I’m merely suggesting that any kind of activity with a collection target might require a bit of extra care to define the activity audience; which would let receivers know for certain whether this was a request to perform the operation or an activity reporting that it happened. Without looking at the activity audience, the desired action on receipt of the activity is ambiguous.

That’s a good question! Currently it’s up to the implementation. I suppose it’s best to take care of this particular thing as part of the capability negotiation/“compliance profiles”/privacy settings effort. Because, for example, an actor might have a wall, but whether you can post on it depends on who you are.

The problem I see with the approach in the spec is that the collection ID is only contained in the Add activity. It’s fine for straightforward cases like when your server hosts the collection and receives such an activity, but there are cases when this breaks down. For example, if you fetch the object using its ID (aka copy a link to a post and paste it into the search field on your instance), your instance has no way of knowing which collection the object belongs to because it doesn’t have its enclosing activity. So, it’s not self-contained. This would lead to buggy behavior like misrepresenting wall posts as something posted to one’s followers.

Example of an already existing similar behavior is replies. Each reply has a link to its parent in its inReplyTo, and each post that has replies lists them in its replies collection. This way you can traverse the thread in both directions, even when you start off with just a single post from the middle of it.

It depends. For wall posts, it doesn’t make much sense imo — you can’t move a post between walls. There’s also the question of semantics: Add implies that you add an existing object to a collection, so there should have been a Create at some point before it.

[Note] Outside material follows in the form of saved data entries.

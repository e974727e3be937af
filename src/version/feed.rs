//! Feed trait for paging through published release tags

#[cfg(test)]
use mockall::automock;

use crate::version::error::FeedError;

/// Trait for reading the remote release feed
#[cfg_attr(test, automock)]
#[async_trait::async_trait]
pub trait RemoteFeed: Send + Sync {
    /// Fetches one page of raw tag names
    ///
    /// # Arguments
    /// * `page` - 1-based page number
    ///
    /// # Returns
    /// * `Ok(Vec<String>)` - Tag names on that page; empty once the feed is exhausted
    /// * `Err(FeedError)` - If the request fails
    async fn get_page(&self, page: u32) -> Result<Vec<String>, FeedError>;
}
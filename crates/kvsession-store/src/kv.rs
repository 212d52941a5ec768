use crate::codec;
use crate::store::SessionStore;
use async_trait::async_trait;
use kvsession_core::{SessionData, SessionResult};
use tracing::debug;

/// Minimal asynchronous key-value capability a session backend needs.
///
/// Implementations map these onto their own wire protocol; values are opaque
/// bytes.
#[async_trait]
pub trait KvClient: Send + Sync {
    /// Fetches the value under `key`, `None` when absent or expired.
    async fn get(&self, key: &str) -> SessionResult<Option<Vec<u8>>>;

    /// Writes `value` under `key`. A non-zero `ttl_secs` must be applied
    /// together with the write.
    async fn set(&self, key: &str, value: &[u8], ttl_secs: u64) -> SessionResult<()>;

    /// Deletes `key`, returning whether anything was removed.
    async fn delete(&self, key: &str) -> SessionResult<bool>;
}

/// [`SessionStore`] over any [`KvClient`].
///
/// Owns payload encoding and the delete-on-empty convention so that the
/// clients stay protocol-only.
pub struct KvSessionStore<C> {
    name: String,
    client: C,
}

impl<C: KvClient> KvSessionStore<C> {
    /// Wraps `client`, reporting `name` as the backend name.
    pub fn new(name: impl Into<String>, client: C) -> Self {
        Self {
            name: name.into(),
            client,
        }
    }

    /// The underlying client, e.g. to connect it explicitly.
    pub fn client(&self) -> &C {
        &self.client
    }
}

#[async_trait]
impl<C: KvClient> SessionStore for KvSessionStore<C> {
    fn name(&self) -> &str {
        &self.name
    }

    async fn store(&self, id: &str, payload: &SessionData, expire_secs: u64) -> SessionResult<()> {
        if payload.is_empty() {
            let removed = self.client.delete(id).await?;
            debug!(backend = %self.name, session_id = %id, removed, "Deleted empty session");
            return Ok(());
        }
        let bytes = codec::encode(payload)?;
        self.client.set(id, &bytes, expire_secs).await?;
        debug!(
            backend = %self.name,
            session_id = %id,
            bytes = bytes.len(),
            expire_secs,
            "Stored session"
        );
        Ok(())
    }

    async fn retrieve(&self, id: &str) -> SessionResult<SessionData> {
        match self.client.get(id).await? {
            Some(bytes) => codec::decode(&bytes),
            None => Ok(SessionData::new()),
        }
    }
}
//! Memcache backend on the `memcache` client crate.
//!
//! The client is blocking, so every command runs on tokio's blocking pool
//! against one of the client's pooled connections. Dropping the caller's
//! future does not interrupt a command: it runs to completion and its reply
//! is consumed before the connection goes back to the pool.

use crate::kv::{KvClient, KvSessionStore};
use async_trait::async_trait;
use chrono::Utc;
use kvsession_core::{SessionError, SessionResult, StoreConfig, MEMCACHE_DEFAULT_PORT};
use std::collections::HashMap;
use std::fmt::Display;
use std::sync::Arc;
use tokio::sync::OnceCell;
use tracing::info;

/// A session store backed by one or more memcache servers.
pub type MemcacheStore = KvSessionStore<MemcacheKv>;

/// Longest key memcache accepts.
const MAX_KEY_LEN: usize = 250;

/// Relative expiries above this are read by memcache as unix timestamps.
const MAX_RELATIVE_EXPIRY: u64 = 60 * 60 * 24 * 30;

/// Memcache client spreading keys over the configured servers.
///
/// The client is built on first use when `autoconnect` is set; otherwise
/// [`MemcacheKv::connect`] must be awaited before any operation.
pub struct MemcacheKv {
    urls: Vec<String>,
    autoconnect: bool,
    client: OnceCell<Arc<memcache::Client>>,
}

impl MemcacheKv {
    /// Builds the server list without touching the network.
    pub fn new(config: &StoreConfig) -> Self {
        let urls = config
            .server_addrs(MEMCACHE_DEFAULT_PORT)
            .into_iter()
            .map(|addr| format!("memcache://{addr}?protocol=ascii"))
            .collect();
        Self {
            urls,
            autoconnect: config.autoconnect,
            client: OnceCell::new(),
        }
    }

    /// One `memcache://` URL per configured server.
    pub fn urls(&self) -> &[String] {
        &self.urls
    }

    /// Whether the client has been built.
    pub fn is_connected(&self) -> bool {
        self.client.initialized()
    }

    /// Builds the client if it does not exist yet.
    pub async fn connect(&self) -> SessionResult<()> {
        self.open().await.map(|_| ())
    }

    async fn open(&self) -> SessionResult<Arc<memcache::Client>> {
        let client = self
            .client
            .get_or_try_init(|| async {
                let urls = self.urls.clone();
                let client = tokio::task::spawn_blocking(move || {
                    memcache::Client::connect(urls).map_err(|e| e.to_string())
                })
                .await
                .map_err(|e| self.unavailable(e))?
                .map_err(|e| self.unavailable(e))?;
                info!(servers = ?self.urls, "Connected to memcache");
                Ok::<_, SessionError>(Arc::new(client))
            })
            .await?;
        Ok(client.clone())
    }

    async fn connection(&self) -> SessionResult<Arc<memcache::Client>> {
        if let Some(client) = self.client.get() {
            return Ok(client.clone());
        }
        if !self.autoconnect {
            return Err(SessionError::BackendUnavailable(format!(
                "memcache at {} is not connected",
                self.urls.join(",")
            )));
        }
        self.open().await
    }

    /// Runs one blocking command on the blocking pool.
    async fn run<T, F>(&self, op: F) -> SessionResult<T>
    where
        T: Send + 'static,
        F: FnOnce(&memcache::Client) -> Result<T, memcache::MemcacheError> + Send + 'static,
    {
        let client = self.connection().await?;
        tokio::task::spawn_blocking(move || op(client.as_ref()).map_err(|e| e.to_string()))
            .await
            .map_err(|e| self.unavailable(e))?
            .map_err(|e| self.unavailable(e))
    }

    fn unavailable(&self, e: impl Display) -> SessionError {
        SessionError::BackendUnavailable(format!("memcache at {}: {e}", self.urls.join(",")))
    }
}

/// Memcache keys are at most 250 bytes with no whitespace or control bytes.
fn check_key(key: &str) -> SessionResult<()> {
    if key.is_empty()
        || key.len() > MAX_KEY_LEN
        || key.bytes().any(|b| b.is_ascii_whitespace() || b.is_ascii_control())
    {
        return Err(SessionError::InvalidSessionId(key.to_string()));
    }
    Ok(())
}

/// Converts a TTL into the exptime memcache expects, saturating at the
/// largest timestamp the protocol can carry.
fn exptime(ttl_secs: u64) -> u32 {
    let secs = if ttl_secs > MAX_RELATIVE_EXPIRY {
        u64::try_from(Utc::now().timestamp())
            .unwrap_or(0)
            .saturating_add(ttl_secs)
    } else {
        ttl_secs
    };
    u32::try_from(secs).unwrap_or(u32::MAX)
}

#[async_trait]
impl KvClient for MemcacheKv {
    async fn get(&self, key: &str) -> SessionResult<Option<Vec<u8>>> {
        check_key(key)?;
        let key = key.to_string();
        self.run(move |client| {
            // Values returned under any other key are ignored.
            let mut found: HashMap<String, Vec<u8>> = client.gets(&[key.as_str()])?;
            Ok(found.remove(&key))
        })
        .await
    }

    async fn set(&self, key: &str, value: &[u8], ttl_secs: u64) -> SessionResult<()> {
        check_key(key)?;
        let key = key.to_string();
        let value = value.to_vec();
        let exptime = exptime(ttl_secs);
        self.run(move |client| client.set(&key, value.as_slice(), exptime))
            .await
    }

    async fn delete(&self, key: &str) -> SessionResult<bool> {
        check_key(key)?;
        let key = key.to_string();
        self.run(move |client| client.delete(&key)).await
    }
}

#[cfg(test)]
mod tests {
    use super::*;
    use crate::store::SessionStore;
    use kvsession_core::SessionData;
    use serde_json::json;
    use std::time::Duration;
    use tokio::io::{AsyncBufReadExt, AsyncReadExt, AsyncWriteExt, BufReader};
    use tokio::net::{TcpListener, TcpStream};
    use tokio::sync::Mutex;

    type Shared = Arc<Mutex<HashMap<String, Vec<u8>>>>;

    /// How the stand-in server misbehaves.
    #[derive(Clone, Copy, Default)]
    struct Quirks {
        /// Reads of this key are answered only after a delay.
        slow_key: Option<&'static str>,
        /// Every read is answered with the value stored under this key.
        answer_as: Option<&'static str>,
    }

    /// Memcache stand-in speaking the ASCII commands the client sends.
    async fn fake_server(quirks: Quirks) -> u16 {
        let listener = TcpListener::bind("127.0.0.1:0").await.unwrap();
        let port = listener.local_addr().unwrap().port();
        let data: Shared = Arc::default();
        tokio::spawn(async move {
            while let Ok((socket, _)) = listener.accept().await {
                tokio::spawn(serve(socket, data.clone(), quirks));
            }
        });
        port
    }

    async fn serve(socket: TcpStream, data: Shared, quirks: Quirks) {
        let mut stream = BufReader::new(socket);
        loop {
            let mut line = String::new();
            if stream.read_line(&mut line).await.unwrap_or(0) == 0 {
                break;
            }
            let parts: Vec<&str> = line.split_whitespace().collect();
            let reply = match parts.as_slice() {
                ["version"] => b"VERSION 1.6.21\r\n".to_vec(),
                [cmd @ ("get" | "gets"), keys @ ..] => {
                    let mut out = Vec::new();
                    for key in keys {
                        if quirks.slow_key == Some(*key) {
                            tokio::time::sleep(Duration::from_millis(300)).await;
                        }
                        let name = match quirks.answer_as {
                            Some(name) => name,
                            None => *key,
                        };
                        let Some(value) = data.lock().await.get(name).cloned() else {
                            continue;
                        };
                        let cas = if *cmd == "gets" { " 1" } else { "" };
                        out.extend(format!("VALUE {name} 0 {}{cas}\r\n", value.len()).into_bytes());
                        out.extend(value);
                        out.extend(b"\r\n");
                    }
                    out.extend(b"END\r\n");
                    out
                }
                ["set", key, _flags, _exp, len, ..] => {
                    let len: usize = len.parse().unwrap();
                    let mut buf = vec![0u8; len + 2];
                    stream.read_exact(&mut buf).await.unwrap();
                    buf.truncate(len);
                    data.lock().await.insert(key.to_string(), buf);
                    b"STORED\r\n".to_vec()
                }
                ["delete", key, ..] => {
                    if data.lock().await.remove(*key).is_some() {
                        b"DELETED\r\n".to_vec()
                    } else {
                        b"NOT_FOUND\r\n".to_vec()
                    }
                }
                _ => b"ERROR\r\n".to_vec(),
            };
            if stream.get_mut().write_all(&reply).await.is_err() {
                break;
            }
        }
    }

    fn local(port: u16) -> StoreConfig {
        StoreConfig::default().with_host("127.0.0.1").with_port(port)
    }

    #[test]
    fn urls_cover_every_server() {
        let kv = MemcacheKv::new(&StoreConfig::default());
        assert_eq!(kv.urls(), ["memcache://localhost:11211?protocol=ascii"]);
        assert!(!kv.is_connected());

        let cfg = StoreConfig::default().with_servers(["mc1", "mc2:11300"]);
        let kv = MemcacheKv::new(&cfg);
        assert_eq!(
            kv.urls(),
            [
                "memcache://mc1:11211?protocol=ascii",
                "memcache://mc2:11300?protocol=ascii"
            ]
        );
    }

    #[test]
    fn long_ttl_becomes_absolute() {
        assert_eq!(exptime(0), 0);
        assert_eq!(exptime(3600), 3600);
        let now = Utc::now().timestamp() as u64;
        assert!(u64::from(exptime(MAX_RELATIVE_EXPIRY + 1)) > now);
    }

    #[test]
    fn huge_ttl_saturates() {
        assert_eq!(exptime(u64::MAX), u32::MAX);
        assert_eq!(exptime(u64::from(u32::MAX) + 1), u32::MAX);
    }

    #[test]
    fn keys_with_spaces_are_rejected() {
        assert!(check_key("abc_DEF-123").is_ok());
        assert!(matches!(
            check_key("has space"),
            Err(SessionError::InvalidSessionId(_))
        ));
        assert!(check_key(&"k".repeat(MAX_KEY_LEN + 1)).is_err());
        assert!(check_key("").is_err());
    }

    #[tokio::test]
    async fn store_round_trip_against_server() {
        let port = fake_server(Quirks::default()).await;
        let store = KvSessionStore::new("memcache", MemcacheKv::new(&local(port)));

        let mut data = SessionData::new();
        data.insert("user".into(), json!("ada"));
        store.store("s1", &data, 120).await.unwrap();
        assert_eq!(store.retrieve("s1").await.unwrap(), data);

        store.store("s1", &data, u64::MAX).await.unwrap();
        assert_eq!(store.retrieve("s1").await.unwrap(), data);

        store.store("s1", &SessionData::new(), 0).await.unwrap();
        assert!(store.retrieve("s1").await.unwrap().is_empty());
        assert!(!store.client().delete("s1").await.unwrap());
    }

    #[tokio::test]
    async fn cancelled_read_does_not_reach_the_next_caller() {
        let port = fake_server(Quirks {
            slow_key: Some("alice"),
            ..Quirks::default()
        })
        .await;
        let kv = MemcacheKv::new(&local(port));
        kv.set("alice", br#"{"secret":"ada"}"#, 0).await.unwrap();
        kv.set("bob", br#"{"secret":"bob"}"#, 0).await.unwrap();

        let slow = tokio::time::timeout(Duration::from_millis(50), kv.get("alice")).await;
        assert!(slow.is_err());

        let bob = kv.get("bob").await.unwrap();
        assert_eq!(bob.as_deref(), Some(&br#"{"secret":"bob"}"#[..]));
    }

    #[tokio::test]
    async fn value_under_another_key_is_ignored() {
        let port = fake_server(Quirks {
            answer_as: Some("alice"),
            ..Quirks::default()
        })
        .await;
        let kv = MemcacheKv::new(&local(port));
        kv.set("alice", br#"{"secret":"ada"}"#, 0).await.unwrap();

        assert!(kv.get("bob").await.unwrap().is_none());
        assert!(kv.get("alice").await.unwrap().is_some());
    }

    #[tokio::test]
    async fn keys_spread_over_servers_read_back() {
        let first = fake_server(Quirks::default()).await;
        let second = fake_server(Quirks::default()).await;
        let cfg = StoreConfig::default()
            .with_servers([format!("127.0.0.1:{first}"), format!("127.0.0.1:{second}")]);
        let kv = MemcacheKv::new(&cfg);

        for i in 0..16 {
            kv.set(&format!("s{i}"), format!("{i}").as_bytes(), 0)
                .await
                .unwrap();
        }
        for i in 0..16 {
            let value = kv.get(&format!("s{i}")).await.unwrap();
            assert_eq!(value, Some(format!("{i}").into_bytes()));
        }
    }

    #[tokio::test]
    async fn without_autoconnect_connect_is_required() {
        let port = fake_server(Quirks::default()).await;
        let kv = MemcacheKv::new(&local(port).with_autoconnect(false));
        let err = kv.get("s1").await.unwrap_err();
        assert!(matches!(err, SessionError::BackendUnavailable(_)));

        kv.connect().await.unwrap();
        assert!(kv.is_connected());
        assert!(kv.get("s1").await.unwrap().is_none());
    }
}
//! Session storage backends for kvsession.
//!
//! Every backend implements [`SessionStore`]. The key-value backends share
//! [`KvSessionStore`], which owns payload encoding on top of a protocol-level
//! [`KvClient`]. Backends are looked up by name through a [`StoreRegistry`].

/// JSON encoding of session payloads.
pub mod codec;
/// One-file-per-session store.
pub mod disk;
/// Adapter from key-value clients to [`SessionStore`].
pub mod kv;
pub mod memcache_kv;
/// In-process key-value map.
pub mod memory;
/// Redis client.
pub mod redis_kv;
/// Backend lookup by name.
pub mod registry;
/// The store contract.
pub mod store;

pub use disk::DiskStore;
pub use kv::{KvClient, KvSessionStore};
pub use memcache_kv::{MemcacheKv, MemcacheStore};
pub use memory::{MemoryKv, MemoryStore};
pub use redis_kv::{RedisKv, RedisStore};
pub use registry::{StoreFactory, StoreRegistry};
pub use store::SessionStore;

Right now I rely on LD-signed activity forwarding for this (the Create is sent to the collection owner only, and nothing is forwarded if it wasn’t added), but yes, I agree that it might use some improvement. There is currently no protection against some bad person sending a wall post to group members directly despite the group itself not allowing that post. You got me thinking about how there needs to be some (simple) way to prove that the collection owner approved someone adding an object to their collection. Maybe it should actually be an Add activity after all. So the flow would go like that:

  • Someone sends a Create{Note}, as in my FEP, to the instance that hosts the group.
  • If this is isn’t allowed, it returns a 403 or sends a Reject{Create{Note}} to that person.
  • If it is allowed, it adds the post to its wall, and then sends all group members an Add{Note}, as per spec, with the post as a link.

This way there will be a proof that the group has accepted the post, because there was an activity explicitly mentioning this post, signed by the group actor.

The one small problem that then remains is that if you fetch that post using a direct URL, it would still be considered to be on the group’s wall even though it’s actually not. This could be abused by making such a post and then a comment (reply) to it mentioning someone. Their instance would receive the post with the mention, and will fetch the thread to show its context, and would thus end up with that fake post on a group wall.

The problem then becomes: given an object that claims to belong to a collection on another instance, how do I prove that this instance that owns the collection has sanctioned the addition of this object to its collection? Since I’m treating ActivityPub like an API, I want something resembling an API call that would accept a collection ID and an object ID and return a yes/no answer whether the object is in the collection. I’m open to suggestions on this one.

Thanks. I’ve got something that may work with what you have today (needs testing but shouldn’t be too far off). If you do change anything just say something so we can adjust and re-test if necessary.

I’m not ignoring the other points raised, but they aren’t really issues in our implementation – for various reasons; so I wouldn’t be the best person to offer any advice on them or debate their merit.